Lab-Grown Coffee Passes Taste Test
Finnish researchers brew batch using a bioreactor for a more sustainable, climate-conserving java crop
In the not-too-distant future, your morning jolt of joe might be made in a bioreactor. A team of Finnish scientists has created coffee in the lab from cell cultures that both smell and taste like the real deal.
Using a bioreactor designed for cellular agriculture, researchers at Technical Research Center (VTT) in Finland—a country that consumes the most coffee per capita in the world—brewed a batch from cultured cells derived from the leaves of coffee plants for the first time, writes Heiko Rischer, the project's lead researcher, in a VTT statement.
“In terms of smell and taste, our trained sensory panel and analytical examination found the profile of the brew to bear similarity to ordinary coffee,” Rischer tells Gaynor Selby of Food Ingredients First. “However, coffee making is an art and involves iterative optimization under the supervision of specialists with dedicated equipment. Our work marks the basis for such work.”
This development bodes well for the planet and the coffee industry, both of which are reeling from the strain of a high-octane obsession with the beverage—the third-most consumed drink in the world, behind tea and water. Coffee growers are finding it difficult to keep up with current global demand—about 22 billion pounds are produced each year—which places more strain on the climate due to deforestation to make way increased agriculture.
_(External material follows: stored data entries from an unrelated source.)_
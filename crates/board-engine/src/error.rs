//! Engine Errors
//!
//! None of these are fatal: each one degrades a single feature for a single
//! pass and is logged by whoever observes it.

use thiserror::Error;

/// Failure to obtain an issue's child hierarchy.
#[derive(Debug, Clone, PartialEq, Eq, Error)]
pub enum FetchError {
    #[error("transport error: {0}")]
    Transport(String),

    #[error("unexpected status {status} from {url}")]
    Status { status: u16, url: String },

    #[error("malformed response: {0}")]
    Decode(String),

    #[error("response carried no hierarchy for issue {0}")]
    MissingHierarchy(String),

    #[error("could not schedule fetch: {0}")]
    Spawn(String),
}

/// Why the synthetic review column could not be created this pass.
#[derive(Debug, Clone, PartialEq, Eq, Error)]
pub enum ReviewColumnError {
    #[error("no '{0}' column to use as a template")]
    TemplateMissing(&'static str),

    #[error("template column has an unexpected structure: {0}")]
    UnexpectedStructure(&'static str),
}
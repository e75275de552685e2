//! Extension Messages
//!
//! JSON shapes exchanged between the content script, the background worker
//! and the popup over `runtime.sendMessage` / `tabs.sendMessage`.

use board_engine::{ChildDescriptor, ChildFetch, FetchError, Flags, FlagsPatch, ItemId};
use serde::{Deserialize, Serialize};
use serde_json::Value;

use crate::error::ExtensionError;

pub const FETCH_ISSUE_DETAILS: &str = "fetchIssueDetails";
pub const FLAGS_UPDATED: &str = "flagsUpdated";
pub const RECENT_LOGS: &str = "recentLogs";

// ========================
// Content -> Background
// ========================

#[derive(Debug, Clone, PartialEq, Eq, Serialize, Deserialize)]
pub struct FetchIssueDetails {
    pub action: String,
    pub issue: ItemId,
    #[serde(default)]
    pub project: Option<String>,
}

impl FetchIssueDetails {
    pub fn new(fetch: &ChildFetch) -> Self {
        Self {
            action: FETCH_ISSUE_DETAILS.to_string(),
            issue: fetch.issue,
            project: fetch.project.clone(),
        }
    }
}

/// An issue and its direct children, as returned by the background worker.
#[derive(Debug, Clone, PartialEq, Eq, Serialize, Deserialize)]
pub struct IssueDetails {
    pub iid: ItemId,
    #[serde(default)]
    pub child_items: Vec<ChildDescriptor>,
}

#[derive(Debug, Clone, PartialEq, Eq, Serialize, Deserialize)]
#[serde(untagged)]
pub enum FetchReply {
    Details(IssueDetails),
    Failed { error: String },
}

impl FetchReply {
    pub fn into_children(self) -> Result<Vec<ChildDescriptor>, FetchError> {
        match self {
            FetchReply::Details(details) => Ok(details.child_items),
            FetchReply::Failed { error } => Err(FetchError::Transport(error)),
        }
    }
}

impl From<Result<IssueDetails, FetchError>> for FetchReply {
    fn from(result: Result<IssueDetails, FetchError>) -> Self {
        match result {
            Ok(details) => FetchReply::Details(details),
            Err(e) => FetchReply::Failed { error: e.to_string() },
        }
    }
}

// ========================
// Popup -> Content
// ========================

#[derive(Debug, Clone, PartialEq, Eq, Serialize, Deserialize)]
pub struct FlagsUpdated {
    #[serde(rename = "type")]
    pub kind: String,
    pub flags: FlagsPatch,
}

impl FlagsUpdated {
    pub fn new(flags: Flags) -> Self {
        Self {
            kind: FLAGS_UPDATED.to_string(),
            flags: flags.into(),
        }
    }
}

#[derive(Debug, Clone, PartialEq, Eq)]
pub enum IncomingMessage {
    FetchIssueDetails(FetchIssueDetails),
    FlagsUpdated(FlagsPatch),
    /// Asks for the worker's buffered log lines.
    RecentLogs,
    /// Meant for some other listener.
    Other,
}

/// Routes a raw runtime message by its `action` or `type` field.
pub fn parse_message(value: &Value) -> Result<IncomingMessage, ExtensionError> {
    if value.get("action").and_then(Value::as_str) == Some(FETCH_ISSUE_DETAILS) {
        let request: FetchIssueDetails = serde_json::from_value(value.clone())?;
        return Ok(IncomingMessage::FetchIssueDetails(request));
    }
    if value.get("action").and_then(Value::as_str) == Some(RECENT_LOGS) {
        return Ok(IncomingMessage::RecentLogs);
    }
    if value.get("type").and_then(Value::as_str) == Some(FLAGS_UPDATED) {
        return match value.get("flags") {
            Some(flags) if flags.is_object() => Ok(IncomingMessage::FlagsUpdated(Flags::patch_from_json(flags))),
            _ => Ok(IncomingMessage::Other),
        };
    }
    Ok(IncomingMessage::Other)
}

#[cfg(test)]
mod tests {
    use super::*;
    use board_engine::ItemKind;
    use serde_json::json;

    #[test]
    fn test_fetch_request_wire_shape() {
        let fetch = ChildFetch {
            issue: ItemId(100),
            project: Some("278964".into()),
        };
        let value = serde_json::to_value(FetchIssueDetails::new(&fetch)).unwrap();
        assert_eq!(value, json!({ "action": "fetchIssueDetails", "issue": 100, "project": "278964" }));
    }

    #[test]
    fn test_parse_routes_by_action_and_type() {
        let fetch = parse_message(&json!({ "action": "fetchIssueDetails", "issue": 7 })).unwrap();
        assert_eq!(
            fetch,
            IncomingMessage::FetchIssueDetails(FetchIssueDetails {
                action: FETCH_ISSUE_DETAILS.into(),
                issue: ItemId(7),
                project: None,
            })
        );

        let flags = parse_message(&json!({ "type": "flagsUpdated", "flags": { "muteDone": false } })).unwrap();
        let IncomingMessage::FlagsUpdated(patch) = flags else {
            panic!("expected flags update");
        };
        assert_eq!(patch.mute_done, Some(false));
        assert_eq!(patch.group_children, None);

        assert_eq!(parse_message(&json!({ "action": "recentLogs" })).unwrap(), IncomingMessage::RecentLogs);
        assert_eq!(parse_message(&json!({ "type": "flagsUpdated" })).unwrap(), IncomingMessage::Other);
        assert_eq!(parse_message(&json!({ "hello": 1 })).unwrap(), IncomingMessage::Other);
    }

    #[test]
    fn test_malformed_fetch_request_is_an_error() {
        let result = parse_message(&json!({ "action": "fetchIssueDetails", "issue": "abc" }));
        assert!(matches!(result, Err(ExtensionError::Serde(_))));
    }

    #[test]
    fn test_reply_decodes_details_or_failure() {
        let reply: FetchReply = serde_json::from_value(json!({
            "iid": 100,
            "child_items": [{ "identifier": 101, "kind": "task", "title": "Write docs" }]
        }))
        .unwrap();
        let children = reply.into_children().unwrap();
        assert_eq!(children.len(), 1);
        assert_eq!(children[0].identifier, ItemId(101));
        assert_eq!(children[0].kind, ItemKind::Task);

        let failed: FetchReply = serde_json::from_value(json!({ "error": "unexpected status 404" })).unwrap();
        assert_eq!(failed.into_children(), Err(FetchError::Transport("unexpected status 404".into())));
    }

    #[test]
    fn test_reply_from_result() {
        let reply = FetchReply::from(Err(FetchError::MissingHierarchy("#3".into())));
        let value = serde_json::to_value(&reply).unwrap();
        assert!(value["error"].as_str().unwrap().contains("#3"));
    }

    #[test]
    fn test_flags_updated_carries_every_key() {
        let value = serde_json::to_value(FlagsUpdated::new(Flags::default())).unwrap();
        assert_eq!(value["type"], "flagsUpdated");
        for key in Flags::KEYS {
            assert!(value["flags"].get(key).is_some(), "missing {}", key);
        }
    }
}
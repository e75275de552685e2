//! Settings Popup
//!
//! One checkbox per flag. Every change is saved and pushed to open
//! GitLab tabs right away.

use board_engine::Flags;
use leptos::prelude::*;
use leptos::task::spawn_local;
use reactive_stores::Store;
use tracing::{debug, warn};

use crate::browser;
use crate::error::ExtensionError;

pub struct FlagOption {
    pub id: &'static str,
    pub label: &'static str,
    pub get: fn(&Flags) -> bool,
    pub set: fn(&mut Flags, bool),
}

/// Checkbox ids and labels, in display order
pub const FLAG_OPTIONS: &[FlagOption] = &[
    FlagOption {
        id: "flag-group-children",
        label: "Group tasks under their issue",
        get: |f| f.group_children,
        set: |f, v| f.group_children = v,
    },
    FlagOption {
        id: "flag-highlight-in-progress",
        label: "Highlight in-progress items",
        get: |f| f.highlight_in_progress,
        set: |f, v| f.highlight_in_progress = v,
    },
    FlagOption {
        id: "flag-highlight-in-review",
        label: "Highlight items in review",
        get: |f| f.highlight_in_review,
        set: |f, v| f.highlight_in_review = v,
    },
    FlagOption {
        id: "flag-mute-done",
        label: "Mute done items",
        get: |f| f.mute_done,
        set: |f, v| f.mute_done = v,
    },
    FlagOption {
        id: "flag-separate-task-counts",
        label: "Count tasks separately",
        get: |f| f.separate_task_counts,
        set: |f, v| f.separate_task_counts = v,
    },
    FlagOption {
        id: "flag-in-review-board",
        label: "Show an \"In review\" column",
        get: |f| f.in_review_board,
        set: |f, v| f.in_review_board = v,
    },
];

/// Popup state with field-level reactivity
#[derive(Clone, Debug, Default, Store)]
pub struct PopupState {
    pub flags: Flags,
    /// Set once stored flags have been read
    pub loaded: bool,
    pub last_error: Option<String>,
}

async fn persist_and_broadcast(flags: Flags) -> Result<usize, ExtensionError> {
    browser::save_flags(flags).await?;
    browser::broadcast_flags(flags).await
}

#[component]
pub fn SettingsPanel() -> impl IntoView {
    let state = Store::new(PopupState::default());

    Effect::new(move |_| {
        spawn_local(async move {
            match browser::load_flags().await {
                Ok(flags) => state.flags().set(flags),
                Err(e) => {
                    warn!("could not load flags: {}", e);
                    state.last_error().set(Some(e.to_string()));
                }
            }
            state.loaded().set(true);
        });
    });

    let on_toggle = move |option: &'static FlagOption, checked: bool| {
        state.flags().update(|flags| (option.set)(flags, checked));
        let flags = state.flags().get_untracked();
        spawn_local(async move {
            match persist_and_broadcast(flags).await {
                Ok(tabs) => {
                    debug!("{} saved, sent to {} tab(s)", option.id, tabs);
                    state.last_error().set(None);
                }
                Err(e) => {
                    warn!("could not save flags: {}", e);
                    state.last_error().set(Some(e.to_string()));
                }
            }
        });
    };

    view! {
        <div class="settings">
            <h1 class="settings-title">"Milestone Lens"</h1>
            {FLAG_OPTIONS.iter().map(|option| {
                view! {
                    <label class="flag-option" for=option.id>
                        <input
                            type="checkbox"
                            id=option.id
                            disabled=move || !state.loaded().get()
                            prop:checked=move || (option.get)(&state.flags().get())
                            on:change=move |ev| on_toggle(option, event_target_checked(&ev))
                        />
                        {option.label}
                    </label>
                }
            }).collect_view()}
            <Show when=move || state.last_error().get().is_some()>
                <p class="settings-error">{move || state.last_error().get().unwrap_or_default()}</p>
            </Show>
        </div>
    }
}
“Conventional coffee production is notoriously associated with several problematic issues, such as unsustainable farming methods, exploitation and land rights,” Rischer tells Flora Southey of Food Navigator. “Growing demand and climate change add to the problems.”
Researchers state this innovation will help make coffee production more sustainable by eliminating the need for expanded agriculture.
“The idea is to use biotechnology rather than conventional farming for the production of food and therefore provide alternative routes which are less dependent on unsustainable practices,” Rischer tells Nick Lavars of New Atlas. “For example, these solutions have a lower water footprint and less transport is needed due to local production. There isn’t any seasonal dependency or the need for pesticides either.”
Rischer and his team employed the same technique used to make other agricultural products—including meat, dairy and egg—in the lab. They cultured coffee cells and got them to grow in media, then dried and roasted the results before testing it for taste and smell.
“The experience of drinking the very first cup was exciting,” Rischer says in the VTT statement. “I estimate we are only four years away from ramping up production and having regulatory approval in place. Growing plant cells requires specific expertise when it is time to scale and optimize the process. Downstream processing and product formulation together with regulatory approval and market introduction are additional steps on the way to a commercial product. That said, we have now proved that lab-grown coffee can be a reality.”
To make sure the lab-grown coffee was acceptable to consumers, VTT did a taste test with a sensory panel. The team included several varieties of coffee produced by bioreactor.
“My personal favorite was the dark roast,” Rischer tells Food Ingredients First.